- [Your task]: Each line of the listing that includes "first" should be reported.

- [Provided entries]:
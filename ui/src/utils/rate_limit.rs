//! Call-rate limiting for chatty event sources.
//!
//! [`Debouncer`] delays work until the caller has been quiet for the whole
//! wait window, restarting the timer on every call. [`Throttler`] fires at
//! most once per window: immediately when the window has elapsed, otherwise
//! queuing a single trailing invocation for the end of the window.

use std::sync::{Arc, Mutex};
use std::time::Duration;

use tokio::task::JoinHandle;
use tokio::time::{Instant, sleep_until};

/// Trailing-edge debouncer. Each [`call`](Debouncer::call) cancels the
/// previously scheduled invocation, so only the last call in a burst runs.
pub struct Debouncer {
    wait: Duration,
    pending: Mutex<Option<JoinHandle<()>>>,
}

impl Debouncer {
    pub fn new(wait: Duration) -> Self {
        Self {
            wait,
            pending: Mutex::new(None),
        }
    }

    /// Schedule `f` to run after the wait window, aborting whatever was
    /// scheduled before. Must be called from within a tokio runtime.
    pub fn call<F>(&self, f: F)
    where
        F: FnOnce() + Send + 'static,
    {
        // The deadline is fixed here, not when the task is first polled,
        // so it is measured from the call itself.
        let deadline = Instant::now() + self.wait;
        let handle = tokio::spawn(async move {
            sleep_until(deadline).await;
            f();
        });
        let mut pending = self.pending.lock().unwrap_or_else(|e| e.into_inner());
        if let Some(previous) = pending.replace(handle) {
            previous.abort();
        }
    }

    /// Drop any scheduled invocation without running it.
    pub fn cancel(&self) {
        let mut pending = self.pending.lock().unwrap_or_else(|e| e.into_inner());
        if let Some(handle) = pending.take() {
            handle.abort();
        }
    }
}

impl Drop for Debouncer {
    fn drop(&mut self) {
        self.cancel();
    }
}

struct ThrottleState {
    last_fire: Option<Instant>,
    trailing: Option<JoinHandle<()>>,
}

/// Leading-edge throttler with a trailing call.
///
/// The first call in a window runs immediately; later calls inside the same
/// window replace the one trailing invocation scheduled for the window's
/// end, so a steady stream of calls fires roughly once per window and the
/// final call is never lost.
pub struct Throttler {
    window: Duration,
    state: Arc<Mutex<ThrottleState>>,
}

impl Throttler {
    pub fn new(window: Duration) -> Self {
        Self {
            window,
            state: Arc::new(Mutex::new(ThrottleState {
                last_fire: None,
                trailing: None,
            })),
        }
    }

    /// Run `f` now if the window has elapsed, otherwise queue it as the
    /// trailing call. Must be called from within a tokio runtime.
    pub fn call<F>(&self, f: F)
    where
        F: FnOnce() + Send + 'static,
    {
        let now = Instant::now();
        let mut state = self.state.lock().unwrap_or_else(|e| e.into_inner());

        let elapsed = state
            .last_fire
            .map(|last| now.duration_since(last))
            .unwrap_or(self.window);
        if elapsed >= self.window {
            if let Some(trailing) = state.trailing.take() {
                trailing.abort();
            }
            state.last_fire = Some(now);
            drop(state);
            f();
            return;
        }

        let deadline = now + (self.window - elapsed);
        let shared = Arc::clone(&self.state);
        let handle = tokio::spawn(async move {
            sleep_until(deadline).await;
            {
                let mut state = shared.lock().unwrap_or_else(|e| e.into_inner());
                state.last_fire = Some(Instant::now());
                state.trailing = None;
            }
            f();
        });
        if let Some(previous) = state.trailing.replace(handle) {
            previous.abort();
        }
    }

    /// Drop any queued trailing call without running it.
    pub fn cancel(&self) {
        let mut state = self.state.lock().unwrap_or_else(|e| e.into_inner());
        if let Some(handle) = state.trailing.take() {
            handle.abort();
        }
    }
}

impl Drop for Throttler {
    fn drop(&mut self) {
        self.cancel();
    }
}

- [Solution for this task]:
        // The deadline is fixed here, not when the task is first polled,
/// The first call in a window runs immediately; later calls inside the same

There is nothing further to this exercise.